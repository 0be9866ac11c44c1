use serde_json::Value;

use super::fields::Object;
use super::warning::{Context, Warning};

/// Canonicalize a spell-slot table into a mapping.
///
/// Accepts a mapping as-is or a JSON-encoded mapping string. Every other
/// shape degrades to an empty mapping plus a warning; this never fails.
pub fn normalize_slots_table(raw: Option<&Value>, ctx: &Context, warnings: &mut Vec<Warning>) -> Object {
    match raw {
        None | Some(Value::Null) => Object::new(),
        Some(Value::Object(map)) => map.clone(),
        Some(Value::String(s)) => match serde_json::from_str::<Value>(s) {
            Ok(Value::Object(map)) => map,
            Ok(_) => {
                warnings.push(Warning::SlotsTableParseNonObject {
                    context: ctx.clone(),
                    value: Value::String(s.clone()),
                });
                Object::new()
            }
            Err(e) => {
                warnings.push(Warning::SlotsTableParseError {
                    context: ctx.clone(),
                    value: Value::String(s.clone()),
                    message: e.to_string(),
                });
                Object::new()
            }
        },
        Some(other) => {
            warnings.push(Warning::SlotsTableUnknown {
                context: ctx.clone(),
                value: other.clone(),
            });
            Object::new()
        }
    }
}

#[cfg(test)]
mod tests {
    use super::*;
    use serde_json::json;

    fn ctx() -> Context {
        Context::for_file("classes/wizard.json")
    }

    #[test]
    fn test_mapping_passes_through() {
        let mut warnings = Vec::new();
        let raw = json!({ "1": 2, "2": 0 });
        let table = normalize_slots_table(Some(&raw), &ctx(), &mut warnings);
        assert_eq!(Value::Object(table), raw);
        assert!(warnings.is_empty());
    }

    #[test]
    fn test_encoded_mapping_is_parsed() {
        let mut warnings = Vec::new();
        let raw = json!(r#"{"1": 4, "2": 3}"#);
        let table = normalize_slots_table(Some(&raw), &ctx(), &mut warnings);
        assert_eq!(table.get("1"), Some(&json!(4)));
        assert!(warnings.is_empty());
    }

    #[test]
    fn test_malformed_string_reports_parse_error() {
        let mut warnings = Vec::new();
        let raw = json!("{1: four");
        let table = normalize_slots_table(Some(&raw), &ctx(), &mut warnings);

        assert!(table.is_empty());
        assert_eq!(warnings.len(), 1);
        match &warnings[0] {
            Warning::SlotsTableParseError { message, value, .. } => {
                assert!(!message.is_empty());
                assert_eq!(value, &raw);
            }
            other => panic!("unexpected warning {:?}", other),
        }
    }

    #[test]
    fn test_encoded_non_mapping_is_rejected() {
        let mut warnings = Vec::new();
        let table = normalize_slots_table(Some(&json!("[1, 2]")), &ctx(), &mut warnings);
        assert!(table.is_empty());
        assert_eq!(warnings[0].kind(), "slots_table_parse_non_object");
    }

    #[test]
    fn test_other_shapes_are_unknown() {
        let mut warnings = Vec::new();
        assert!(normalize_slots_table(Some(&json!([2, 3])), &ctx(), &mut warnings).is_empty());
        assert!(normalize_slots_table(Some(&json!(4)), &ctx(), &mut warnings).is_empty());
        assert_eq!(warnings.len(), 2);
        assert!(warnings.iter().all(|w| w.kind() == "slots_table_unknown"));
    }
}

··········

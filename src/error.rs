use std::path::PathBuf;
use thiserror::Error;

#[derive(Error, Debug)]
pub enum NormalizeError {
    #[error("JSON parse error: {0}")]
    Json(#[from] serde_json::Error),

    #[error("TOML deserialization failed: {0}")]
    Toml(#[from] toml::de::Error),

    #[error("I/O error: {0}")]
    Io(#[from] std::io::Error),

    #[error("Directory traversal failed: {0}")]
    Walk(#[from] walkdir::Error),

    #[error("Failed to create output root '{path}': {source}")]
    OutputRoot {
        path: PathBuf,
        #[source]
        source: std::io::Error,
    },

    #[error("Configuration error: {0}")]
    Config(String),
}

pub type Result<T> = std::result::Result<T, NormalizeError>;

··········

● **What you have to do**: Each line of the data that holds the word "SlotsTableParseError" should be copied.

● **Reply**:
                warnings.push(Warning::SlotsTableParseError {
            Warning::SlotsTableParseError { message, value, .. } => {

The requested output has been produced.